▶ **THE TASK**: Please show every line from the entries that carries the word "HashMap".

▶ **SOURCE DATA**:
____
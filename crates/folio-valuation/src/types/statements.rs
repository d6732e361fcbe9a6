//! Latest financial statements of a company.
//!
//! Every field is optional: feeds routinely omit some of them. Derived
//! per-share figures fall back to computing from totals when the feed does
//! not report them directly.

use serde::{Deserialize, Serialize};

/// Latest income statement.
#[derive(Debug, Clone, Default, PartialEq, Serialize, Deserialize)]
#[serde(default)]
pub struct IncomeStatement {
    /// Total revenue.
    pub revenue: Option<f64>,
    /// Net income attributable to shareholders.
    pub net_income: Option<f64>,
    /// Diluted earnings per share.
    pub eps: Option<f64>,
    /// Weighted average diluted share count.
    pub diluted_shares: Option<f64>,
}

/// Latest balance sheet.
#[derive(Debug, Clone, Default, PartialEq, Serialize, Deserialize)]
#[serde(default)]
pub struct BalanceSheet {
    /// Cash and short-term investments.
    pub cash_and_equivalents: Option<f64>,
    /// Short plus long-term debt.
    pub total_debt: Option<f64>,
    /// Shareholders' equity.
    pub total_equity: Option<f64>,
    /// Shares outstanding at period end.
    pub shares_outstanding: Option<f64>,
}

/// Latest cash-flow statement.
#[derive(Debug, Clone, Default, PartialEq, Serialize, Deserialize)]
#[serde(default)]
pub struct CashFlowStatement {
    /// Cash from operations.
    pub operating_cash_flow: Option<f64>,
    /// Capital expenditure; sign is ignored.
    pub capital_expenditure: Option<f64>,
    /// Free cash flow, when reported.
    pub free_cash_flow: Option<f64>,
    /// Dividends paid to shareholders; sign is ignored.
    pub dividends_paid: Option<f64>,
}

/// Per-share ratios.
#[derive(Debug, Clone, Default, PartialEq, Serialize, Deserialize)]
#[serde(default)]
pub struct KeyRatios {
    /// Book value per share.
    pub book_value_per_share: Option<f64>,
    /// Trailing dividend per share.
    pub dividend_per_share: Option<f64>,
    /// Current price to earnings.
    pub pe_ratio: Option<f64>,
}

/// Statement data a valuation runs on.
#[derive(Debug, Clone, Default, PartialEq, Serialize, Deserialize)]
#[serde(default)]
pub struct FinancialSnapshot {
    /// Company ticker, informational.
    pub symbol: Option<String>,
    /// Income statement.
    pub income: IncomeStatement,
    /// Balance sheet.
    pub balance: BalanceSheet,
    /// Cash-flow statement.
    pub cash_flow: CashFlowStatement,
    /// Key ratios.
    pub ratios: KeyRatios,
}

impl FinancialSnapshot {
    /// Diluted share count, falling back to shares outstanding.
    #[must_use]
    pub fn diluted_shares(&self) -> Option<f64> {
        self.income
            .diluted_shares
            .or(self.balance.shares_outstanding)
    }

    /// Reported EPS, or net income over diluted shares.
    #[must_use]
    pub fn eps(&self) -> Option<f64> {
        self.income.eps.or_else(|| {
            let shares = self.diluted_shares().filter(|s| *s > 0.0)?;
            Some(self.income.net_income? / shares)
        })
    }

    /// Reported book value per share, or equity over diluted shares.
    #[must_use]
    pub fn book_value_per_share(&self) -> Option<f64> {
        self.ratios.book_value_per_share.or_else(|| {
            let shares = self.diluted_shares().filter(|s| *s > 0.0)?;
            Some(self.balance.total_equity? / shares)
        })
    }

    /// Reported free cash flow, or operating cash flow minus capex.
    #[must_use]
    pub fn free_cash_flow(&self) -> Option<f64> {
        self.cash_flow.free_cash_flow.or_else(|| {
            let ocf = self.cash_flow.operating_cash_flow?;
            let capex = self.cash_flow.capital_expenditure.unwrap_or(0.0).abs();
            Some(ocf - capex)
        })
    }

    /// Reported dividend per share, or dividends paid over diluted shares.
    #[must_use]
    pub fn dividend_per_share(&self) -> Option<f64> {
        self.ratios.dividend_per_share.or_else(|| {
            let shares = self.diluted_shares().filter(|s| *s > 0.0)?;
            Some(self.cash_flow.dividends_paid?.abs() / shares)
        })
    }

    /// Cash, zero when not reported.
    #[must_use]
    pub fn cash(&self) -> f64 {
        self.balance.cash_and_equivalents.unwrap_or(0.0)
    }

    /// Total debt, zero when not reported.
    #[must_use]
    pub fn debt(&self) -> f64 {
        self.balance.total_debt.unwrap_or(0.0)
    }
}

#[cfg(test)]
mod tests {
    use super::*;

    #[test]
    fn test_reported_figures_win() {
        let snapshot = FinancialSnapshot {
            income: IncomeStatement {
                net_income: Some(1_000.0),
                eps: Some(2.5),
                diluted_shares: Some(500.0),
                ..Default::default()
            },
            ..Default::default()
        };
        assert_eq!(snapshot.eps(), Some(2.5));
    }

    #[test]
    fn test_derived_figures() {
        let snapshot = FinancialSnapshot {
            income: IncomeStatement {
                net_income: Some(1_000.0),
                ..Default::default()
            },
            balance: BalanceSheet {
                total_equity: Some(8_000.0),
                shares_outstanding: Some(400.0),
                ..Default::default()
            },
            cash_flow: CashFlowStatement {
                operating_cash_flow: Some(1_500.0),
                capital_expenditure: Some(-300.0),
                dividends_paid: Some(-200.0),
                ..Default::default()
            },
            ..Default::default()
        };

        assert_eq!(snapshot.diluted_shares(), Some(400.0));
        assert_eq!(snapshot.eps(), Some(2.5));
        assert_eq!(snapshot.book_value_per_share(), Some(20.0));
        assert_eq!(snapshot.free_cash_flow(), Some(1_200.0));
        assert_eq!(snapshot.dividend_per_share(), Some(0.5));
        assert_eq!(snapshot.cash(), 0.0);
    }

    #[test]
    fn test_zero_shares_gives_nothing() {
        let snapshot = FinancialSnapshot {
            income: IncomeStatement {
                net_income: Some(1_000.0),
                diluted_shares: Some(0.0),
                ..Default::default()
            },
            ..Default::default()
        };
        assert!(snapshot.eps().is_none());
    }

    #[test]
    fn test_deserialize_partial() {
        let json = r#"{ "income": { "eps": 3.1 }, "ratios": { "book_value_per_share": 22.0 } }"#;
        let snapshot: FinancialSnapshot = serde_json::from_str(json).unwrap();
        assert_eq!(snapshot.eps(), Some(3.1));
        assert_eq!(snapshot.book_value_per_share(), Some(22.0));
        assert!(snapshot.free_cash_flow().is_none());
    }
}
____
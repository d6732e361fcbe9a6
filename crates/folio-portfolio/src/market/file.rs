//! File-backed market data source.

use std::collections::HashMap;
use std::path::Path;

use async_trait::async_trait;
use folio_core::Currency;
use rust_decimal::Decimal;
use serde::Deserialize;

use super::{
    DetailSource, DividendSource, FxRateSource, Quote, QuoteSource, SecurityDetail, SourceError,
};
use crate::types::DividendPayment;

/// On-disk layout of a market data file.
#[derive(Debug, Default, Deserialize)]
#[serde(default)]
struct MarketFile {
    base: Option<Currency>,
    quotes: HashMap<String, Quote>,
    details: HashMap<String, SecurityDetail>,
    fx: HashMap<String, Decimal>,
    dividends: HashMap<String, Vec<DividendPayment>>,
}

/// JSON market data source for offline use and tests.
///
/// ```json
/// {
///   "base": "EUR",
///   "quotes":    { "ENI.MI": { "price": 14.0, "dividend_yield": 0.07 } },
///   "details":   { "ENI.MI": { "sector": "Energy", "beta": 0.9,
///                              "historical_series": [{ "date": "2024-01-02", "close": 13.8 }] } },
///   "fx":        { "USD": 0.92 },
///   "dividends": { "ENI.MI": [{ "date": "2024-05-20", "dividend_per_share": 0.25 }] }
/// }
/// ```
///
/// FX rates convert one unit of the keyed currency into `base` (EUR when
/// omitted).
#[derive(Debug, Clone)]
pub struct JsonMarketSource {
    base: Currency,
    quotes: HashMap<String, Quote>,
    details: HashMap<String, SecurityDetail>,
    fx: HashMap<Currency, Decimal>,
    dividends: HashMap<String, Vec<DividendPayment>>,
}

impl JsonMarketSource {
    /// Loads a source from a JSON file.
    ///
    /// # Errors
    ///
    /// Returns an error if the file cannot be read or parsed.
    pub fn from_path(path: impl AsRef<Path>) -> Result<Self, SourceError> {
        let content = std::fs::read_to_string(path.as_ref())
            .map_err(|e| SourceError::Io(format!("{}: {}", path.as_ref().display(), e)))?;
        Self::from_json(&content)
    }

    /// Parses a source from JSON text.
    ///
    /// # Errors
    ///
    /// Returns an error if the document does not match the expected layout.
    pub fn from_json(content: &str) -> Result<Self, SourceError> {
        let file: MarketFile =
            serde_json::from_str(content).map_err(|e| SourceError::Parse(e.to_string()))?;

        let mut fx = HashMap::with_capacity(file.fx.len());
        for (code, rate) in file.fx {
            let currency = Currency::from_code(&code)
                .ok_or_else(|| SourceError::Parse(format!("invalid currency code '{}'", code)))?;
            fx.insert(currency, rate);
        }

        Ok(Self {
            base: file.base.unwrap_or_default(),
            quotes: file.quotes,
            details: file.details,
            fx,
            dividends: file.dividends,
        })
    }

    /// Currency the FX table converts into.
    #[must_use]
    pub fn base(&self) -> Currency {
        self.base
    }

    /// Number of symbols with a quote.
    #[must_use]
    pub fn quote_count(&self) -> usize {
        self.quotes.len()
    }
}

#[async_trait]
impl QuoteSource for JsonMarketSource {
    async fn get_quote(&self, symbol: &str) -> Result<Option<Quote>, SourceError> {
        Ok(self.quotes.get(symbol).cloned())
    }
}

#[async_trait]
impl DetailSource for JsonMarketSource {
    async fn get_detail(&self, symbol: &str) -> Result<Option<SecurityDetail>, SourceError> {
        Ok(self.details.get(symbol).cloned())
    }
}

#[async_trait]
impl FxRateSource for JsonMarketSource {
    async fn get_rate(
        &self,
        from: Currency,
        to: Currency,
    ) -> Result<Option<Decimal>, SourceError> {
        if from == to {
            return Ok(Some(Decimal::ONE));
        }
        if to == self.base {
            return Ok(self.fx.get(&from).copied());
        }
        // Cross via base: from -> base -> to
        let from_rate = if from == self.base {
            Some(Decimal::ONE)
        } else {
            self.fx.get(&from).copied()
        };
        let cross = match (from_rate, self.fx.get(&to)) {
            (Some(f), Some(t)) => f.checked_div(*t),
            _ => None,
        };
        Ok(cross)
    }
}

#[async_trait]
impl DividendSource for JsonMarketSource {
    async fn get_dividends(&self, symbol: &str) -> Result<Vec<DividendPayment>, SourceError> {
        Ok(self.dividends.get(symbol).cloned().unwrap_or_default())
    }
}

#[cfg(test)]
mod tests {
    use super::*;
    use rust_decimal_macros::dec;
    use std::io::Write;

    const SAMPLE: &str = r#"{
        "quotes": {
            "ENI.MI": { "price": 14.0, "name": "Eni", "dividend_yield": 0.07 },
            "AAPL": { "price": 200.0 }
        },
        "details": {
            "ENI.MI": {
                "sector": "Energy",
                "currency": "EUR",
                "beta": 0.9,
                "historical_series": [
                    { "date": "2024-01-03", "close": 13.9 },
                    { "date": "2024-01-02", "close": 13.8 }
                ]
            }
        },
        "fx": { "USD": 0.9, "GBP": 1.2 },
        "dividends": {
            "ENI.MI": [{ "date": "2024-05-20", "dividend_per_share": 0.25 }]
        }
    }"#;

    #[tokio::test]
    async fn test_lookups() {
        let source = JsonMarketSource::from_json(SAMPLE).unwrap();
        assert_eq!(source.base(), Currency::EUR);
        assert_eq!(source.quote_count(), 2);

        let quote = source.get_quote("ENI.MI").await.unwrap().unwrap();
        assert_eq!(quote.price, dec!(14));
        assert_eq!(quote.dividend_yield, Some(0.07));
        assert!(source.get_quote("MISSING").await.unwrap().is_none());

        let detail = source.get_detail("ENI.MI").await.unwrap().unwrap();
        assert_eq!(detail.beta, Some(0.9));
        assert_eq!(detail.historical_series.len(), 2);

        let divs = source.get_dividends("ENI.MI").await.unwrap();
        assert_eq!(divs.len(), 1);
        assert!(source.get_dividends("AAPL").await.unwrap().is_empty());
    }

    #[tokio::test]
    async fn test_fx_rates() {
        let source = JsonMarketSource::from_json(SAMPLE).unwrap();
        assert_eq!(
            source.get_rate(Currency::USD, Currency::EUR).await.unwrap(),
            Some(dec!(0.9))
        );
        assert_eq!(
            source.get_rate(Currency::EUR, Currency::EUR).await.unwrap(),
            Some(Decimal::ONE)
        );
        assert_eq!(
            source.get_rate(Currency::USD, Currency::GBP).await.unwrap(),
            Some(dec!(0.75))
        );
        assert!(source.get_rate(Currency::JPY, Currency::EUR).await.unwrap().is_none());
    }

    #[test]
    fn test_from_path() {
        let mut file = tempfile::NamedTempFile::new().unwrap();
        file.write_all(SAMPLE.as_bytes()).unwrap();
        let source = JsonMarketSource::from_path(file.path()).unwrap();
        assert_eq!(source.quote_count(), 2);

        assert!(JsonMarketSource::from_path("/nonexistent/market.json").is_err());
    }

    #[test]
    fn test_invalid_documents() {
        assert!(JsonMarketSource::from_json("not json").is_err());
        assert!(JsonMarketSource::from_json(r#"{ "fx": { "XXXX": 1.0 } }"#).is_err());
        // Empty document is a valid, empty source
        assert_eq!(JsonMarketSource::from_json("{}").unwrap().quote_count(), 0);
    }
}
____
▶ **ANSWER SPACE**:
use std::collections::HashMap;
    quotes: HashMap<String, Quote>,
    details: HashMap<String, SecurityDetail>,
    fx: HashMap<String, Decimal>,
    dividends: HashMap<String, Vec<DividendPayment>>,
    quotes: HashMap<String, Quote>,
    details: HashMap<String, SecurityDetail>,
    fx: HashMap<Currency, Decimal>,
    dividends: HashMap<String, Vec<DividendPayment>>,
        let mut fx = HashMap::with_capacity(file.fx.len());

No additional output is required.